━━━ GIVEN DATA ━━━
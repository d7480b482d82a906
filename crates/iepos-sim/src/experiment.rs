//! Phase driver
//!
//! Builds the tree, the plan source and the nodes from a [`SimConfig`] and
//! runs the configured phases back to back, each phase seeing the one
//! before it as its `previous_phase`.

use std::sync::Arc;
use std::time::Duration;

use async_trait::async_trait;
use iepos_agent::cost::{default_measures, CostFunction};
use iepos_agent::{
    exhaustive_nodes, iepos_nodes, FanoutSink, LocalNetwork, MeasurementSink, PhaseReport, PlanSource,
    ProtocolNode, RecordingSink, Topology, TracingSink,
};
use iepos_common::{Phase, Plan, Result};
use tracing::{info, warn};

use crate::config::{DatasetSource, ProtocolKind, RuntimeMode, SimConfig};
use crate::dataset::{FileDataset, NoiseDataset};
use crate::report::PhaseSummary;
use crate::runtime::TreeRuntime;

/// Something that can run whole phases over a tree of nodes
#[async_trait]
pub trait PhaseRunner: Send {
    async fn run_phase(
        &mut self,
        phase: Phase,
        previous_phase: Option<Phase>,
        source: &dyn PlanSource,
    ) -> Result<PhaseReport>;

    /// Release whatever the runner holds
    async fn shutdown(self: Box<Self>) -> Result<()>;
}

#[async_trait]
impl PhaseRunner for TreeRuntime {
    async fn run_phase(
        &mut self,
        phase: Phase,
        previous_phase: Option<Phase>,
        source: &dyn PlanSource,
    ) -> Result<PhaseReport> {
        TreeRuntime::run_phase(self, phase, previous_phase, source).await
    }

    async fn shutdown(self: Box<Self>) -> Result<()> {
        TreeRuntime::shutdown(*self).await
    }
}

#[async_trait]
impl PhaseRunner for LocalNetwork {
    async fn run_phase(
        &mut self,
        phase: Phase,
        previous_phase: Option<Phase>,
        source: &dyn PlanSource,
    ) -> Result<PhaseReport> {
        LocalNetwork::run_phase(self, phase, previous_phase, source)
    }

    async fn shutdown(self: Box<Self>) -> Result<()> {
        Ok(())
    }
}

pub struct Experiment {
    config: SimConfig,
    topology: Topology,
    cost_signal: Plan,
    source: Box<dyn PlanSource>,
    measures: Vec<Box<dyn CostFunction>>,
    recorder: Arc<RecordingSink>,
}

impl Experiment {
    /// Build the topology and plan source described by `config`
    pub fn new(config: SimConfig) -> anyhow::Result<Self> {
        config.validate()?;

        let topology = Topology::balanced(config.topology.num_nodes, config.topology.branching)?;
        let source: Box<dyn PlanSource> = match (config.dataset.source, &config.dataset.directory) {
            (DatasetSource::Files, Some(directory)) => {
                Box::new(FileDataset::new(directory, config.dataset.plan_size))
            }
            _ => Box::new(NoiseDataset::new(topology.len(), &config.dataset)?),
        };

        Ok(Self {
            cost_signal: config.cost_signal(),
            config,
            topology,
            source,
            measures: default_measures(),
            recorder: Arc::new(RecordingSink::new()),
        })
    }

    /// Replace the configured plan source
    pub fn with_source(mut self, source: Box<dyn PlanSource>) -> Self {
        self.source = source;
        self
    }

    pub fn config(&self) -> &SimConfig {
        &self.config
    }

    pub fn topology(&self) -> &Topology {
        &self.topology
    }

    /// Every measurement recorded so far
    pub fn recorder(&self) -> &RecordingSink {
        &self.recorder
    }

    /// Fresh nodes for the configured protocol, in id order
    pub fn build_nodes(&self) -> Result<Vec<Box<dyn ProtocolNode>>> {
        let sink: Arc<dyn MeasurementSink> = Arc::new(
            FanoutSink::default()
                .with(Arc::new(TracingSink))
                .with(self.recorder.clone()),
        );
        let algorithm = &self.config.algorithm;
        let fitness = algorithm.fitness.build();

        match algorithm.protocol {
            ProtocolKind::Iepos => {
                let local_search = algorithm.local_search.build();
                iepos_nodes(
                    &self.topology,
                    &algorithm.agent_config(),
                    &self.cost_signal,
                    &*fitness,
                    local_search.as_deref(),
                    sink,
                )
            }
            ProtocolKind::Exhaustive => {
                if algorithm.local_search.build().is_some() {
                    warn!("Local search is ignored by the exhaustive protocol");
                }
                Ok(exhaustive_nodes(&self.topology, &self.cost_signal, &*fitness, sink))
            }
        }
    }

    /// Runner for the configured runtime mode
    ///
    /// Task mode must be called from within a tokio runtime.
    pub fn build_runner(&self) -> Result<Box<dyn PhaseRunner>> {
        let nodes = self.build_nodes()?;
        let runtime = &self.config.runtime;

        match runtime.mode {
            RuntimeMode::Tasks => {
                let mut tree = TreeRuntime::spawn(&self.topology, nodes)?;
                if let Some(ms) = runtime.stall_timeout_ms {
                    tree = tree.with_stall_timeout(Duration::from_millis(ms));
                }
                Ok(Box::new(tree))
            }
            RuntimeMode::Local => {
                let mut network = LocalNetwork::new(self.topology.clone(), nodes)?;
                if let Some(seed) = runtime.shuffle_seed {
                    network = network.with_shuffle(seed);
                }
                Ok(Box::new(network))
            }
        }
    }

    /// Run every configured phase in order
    pub async fn run(&self) -> Result<Vec<PhaseSummary>> {
        let mut runner = self.build_runner()?;
        let result = self.run_phases(runner.as_mut()).await;
        runner.shutdown().await?;
        result
    }

    /// Run every configured phase on an existing runner
    pub async fn run_phases(&self, runner: &mut dyn PhaseRunner) -> Result<Vec<PhaseSummary>> {
        let mut summaries = Vec::new();
        let mut previous: Option<Phase> = None;

        for phase in self.config.phases.phases() {
            let report = runner.run_phase(phase, previous, &*self.source).await?;
            let summary = PhaseSummary::new(&report, &self.cost_signal, &self.measures, &self.recorder.work());

            info!(
                %phase,
                iterations = summary.iterations,
                std = ?summary.measure("std"),
                cost = ?summary.measure("cost"),
                rmse = ?summary.measure("rmse"),
                local_discomfort = summary.local_discomfort,
                max_computations = summary.max_computations,
                max_transmitted = summary.max_transmitted,
                "Phase finished"
            );

            summaries.push(summary);
            previous = Some(phase);
        }
        Ok(summaries)
    }
}

#[cfg(test)]
mod tests {
    use super::*;

    fn small_config() -> SimConfig {
        let mut config = SimConfig::default();
        config.topology.num_nodes = 7;
        config.algorithm.num_iterations = 3;
        config.dataset.num_plans = 3;
        config.dataset.plan_size = 4;
        config.dataset.seed = 5;
        config.phases.count = 2;
        config
    }

    #[tokio::test]
    async fn test_runs_every_phase() {
        let experiment = Experiment::new(small_config()).unwrap();
        let summaries = experiment.run().await.unwrap();

        assert_eq!(summaries.len(), 2);
        for summary in &summaries {
            assert_eq!(summary.iterations, 3);
            assert!(summary.global_plan.is_some());
            assert_eq!(summary.work.len(), 3);
            assert_eq!(summary.measures.len(), 3);
        }
        // One global record per iteration and phase
        assert_eq!(experiment.recorder().global().len(), 6);
    }

    #[tokio::test]
    async fn test_local_and_task_modes_agree() {
        let mut local = small_config();
        local.runtime.mode = RuntimeMode::Local;
        let tasks = small_config();

        let local = Experiment::new(local).unwrap().run().await.unwrap();
        let tasks = Experiment::new(tasks).unwrap().run().await.unwrap();
        assert_eq!(local, tasks);
    }

    #[test]
    fn test_rejects_invalid_config() {
        let mut config = small_config();
        config.topology.num_nodes = 0;
        assert!(Experiment::new(config).is_err());

        let mut config = small_config();
        config.dataset.std = -1.0;
        let err = Experiment::new(config).err().unwrap();
        assert!(err.to_string().contains("negative standard deviation"), "{}", err);
    }
}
━━━
**ASSIGNMENT:**
In the records above, how many lines contain the word "LocalNetwork"? State only the number.

**EXPECTED OUTPUT:**
4